Another mechanism involves an accessory pathway, such as in Wolff-Parkinson-White (WPW) syndrome. In WPW, an extra electrical connection between the atria and ventricles bypasses the normal conduction system, creating a pathway that can facilitate reentry. If an impulse travels down the normal AV node and then retrogrades through this accessory pathway, a reentrant circuit forms, leading to SVT. This pathway allows impulses to circulate rapidly, causing episodes of tachycardia. The supraventricular tachycardia pathophysiology
In addition to reentry, enhanced automaticity of atrial tissues or the AV node can also trigger SVT. Automaticity refers to the heart tissue’s inherent ability to generate electrical impulses spontaneously. Abnormal automaticity can result from various factors, including ischemia, electrolyte disturbances, or sympathetic stimulation, which increase the likelihood of premature impulses that can initiate or sustain a tachycardia. The supraventricular tachycardia pathophysiology
The supraventricular tachycardia pathophysiology Furthermore, triggered activity, caused by afterdepolarizations, can contribute to SVT episodes. These are abnormal depolarizations occurring during or after repolarization phases of cardiac action potentials, potentially leading to repetitive firing and perpetuation of rapid rhythms.
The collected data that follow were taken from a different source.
use std::env;
use std::fs;
use std::path::{Path, PathBuf};
use std::time::Instant;

use anyhow::{Context, Result};
use log::info;

use netsweep::{
    add_network_stats, Network, NetworkLoader, PlotOptions, PlotRequest, ResultsGrid,
    SamplerConfig, SamplingStrategy, SubnetworkSampler,
};

const NODE_COUNT: usize = 400;
const BLOCK_SIZE: usize = 5;
const NUM_REPS: usize = 5;
const BASE_SEED: u64 = 137;

const STRATEGIES: [SamplingStrategy; 4] = [
    SamplingStrategy::Node,
    SamplingStrategy::Edge,
    SamplingStrategy::Link,
    SamplingStrategy::LinkForward,
];

fn init_logging() {
    let _ = env_logger::Builder::from_env(env_logger::Env::default().default_filter_or("info"))
        .format_timestamp_millis()
        .try_init();
}

fn parse_args() -> Result<PathBuf> {
    let mut args = env::args().skip(1);
    let output = args.next();
    if let Some(extra) = args.next() {
        anyhow::bail!("Unexpected extra argument: {extra}");
    }
    Ok(output.map(PathBuf::from).unwrap_or_else(|| PathBuf::from("plots")))
}

fn main() -> Result<()> {
    init_logging();
    let output_dir = parse_args()?;
    fs::create_dir_all(&output_dir)
        .with_context(|| format!("ensure output directory {:?}", output_dir))?;

    info!(
        "Building ring-of-blocks network ({} nodes, block size {})",
        NODE_COUNT, BLOCK_SIZE
    );
    let network = build_ring_network(NODE_COUNT, BLOCK_SIZE);
    info!(
        "Network ready: {} nodes, {} edges",
        network.node_count(),
        network.edge_count()
    );

    let sub_sizes: Vec<usize> = (1..=10).map(|step| step * 10).collect();

    info!("Starting sampling sweep");
    let sweep_start = Instant::now();
    for (index, &strategy) in STRATEGIES.iter().enumerate() {
        let seed_base = BASE_SEED + (index as u64) * 1000;
        run_sweep(&network, strategy, &sub_sizes, seed_base, &output_dir)?;
    }
    info!("Sampling sweep completed in {:?}", sweep_start.elapsed());

    Ok(())
}

// One block points at the next: node b * D + i links to every node
// ((b + 1) * D + j) mod N, so every node has out- and in-degree D.
fn build_ring_network(node_count: usize, block_size: usize) -> Network {
    let blocks = node_count / block_size;
    let mut edges = Vec::with_capacity(node_count * block_size);
    for block in 0..blocks {
        for i in 0..block_size {
            let source = format!("n_{}", block * block_size + i);
            for j in 0..block_size {
                let target = format!("n_{}", ((block + 1) * block_size + j) % node_count);
                edges.push((source.clone(), target));
            }
        }
    }
    NetworkLoader::from_edge_names(edges.iter().map(|(s, t)| (s.as_str(), t.as_str())))
}

fn run_sweep(
    network: &Network,
    strategy: SamplingStrategy,
    sub_sizes: &[usize],
    seed_base: u64,
    output_dir: &Path,
) -> Result<()> {
    let label = strategy.label();
    let strategy_start = Instant::now();
    info!("Strategy {label}: sweep start");

    let mut grid: ResultsGrid = ResultsGrid::new(sub_sizes, NUM_REPS)?.with_title(label);
    add_network_stats(&mut grid);

    for (size_index, &size) in sub_sizes.iter().enumerate() {
        let config = SamplerConfig {
            train_size: size,
            test_size: 0,
            strategy,
            seed: Some(seed_base + size_index as u64),
        };
        let mut sampler = SubnetworkSampler::new(network, config)
            .with_context(|| format!("configure {label} sampler for size {size}"))?;
        for rep in 0..NUM_REPS {
            let sample = sampler
                .sample()
                .with_context(|| format!("{label} sample of size {size}, repetition {rep}"))?;
            let subnetwork = network.subnetwork(&sample.train)?;
            grid.record(size, rep, &subnetwork, None, None)?;
        }
    }

    for line in grid.summary().lines() {
        info!("Strategy {label}: {line}");
    }

    let svg = grid.plot(&standard_requests())?;
    let path = output_dir.join(format!("{label}.svg"));
    fs::write(&path, svg).with_context(|| format!("write plot to {:?}", path))?;
    info!(
        "Strategy {label}: sweep done in {:?}, plot at {:?}",
        strategy_start.elapsed(),
        path
    );
    Ok(())
}

fn standard_requests() -> Vec<PlotRequest> {
    let mean_from_zero = PlotOptions {
        plot_mean: true,
        y_min: Some(0.0),
        ..PlotOptions::default()
    };
    vec![
        PlotRequest::metric("Average degree").with_options(mean_from_zero.clone()),
        PlotRequest::group("Out-degree", &["Max out-degree", "Min out-degree"])
            .with_options(mean_from_zero.clone()),
        PlotRequest::group("In-degree", &["Max in-degree", "Min in-degree"])
            .with_options(mean_from_zero.clone()),
        PlotRequest::metric("Self-loop density").with_options(mean_from_zero),
    ]
}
The clinical significance of SVT’s pathophysiology lies in its impact on cardiac output and patient symptoms. Rapid rhythms reduce filling time, impair cardiac efficiency, and can precipitate symptoms like palpitations, dizziness, or even syncope. Understanding the underlying mechanisms helps guide targeted treatments, whether pharmacologic, ablative, or device-based, to disrupt reentrant circuits or suppress abnormal automaticity. The supraventricular tachycardia pathophysiology
The supraventricular tachycardia pathophysiology In summary, the pathophysiology of supraventricular tachycardia primarily revolves around reentrant circuits facilitated by accessory pathways or dual pathways within the AV node, as well as automaticity and triggered activity. Recognizing these mechanisms is essential for effective diagnosis and management of this arrhythmia, improving patient outcomes and quality of life.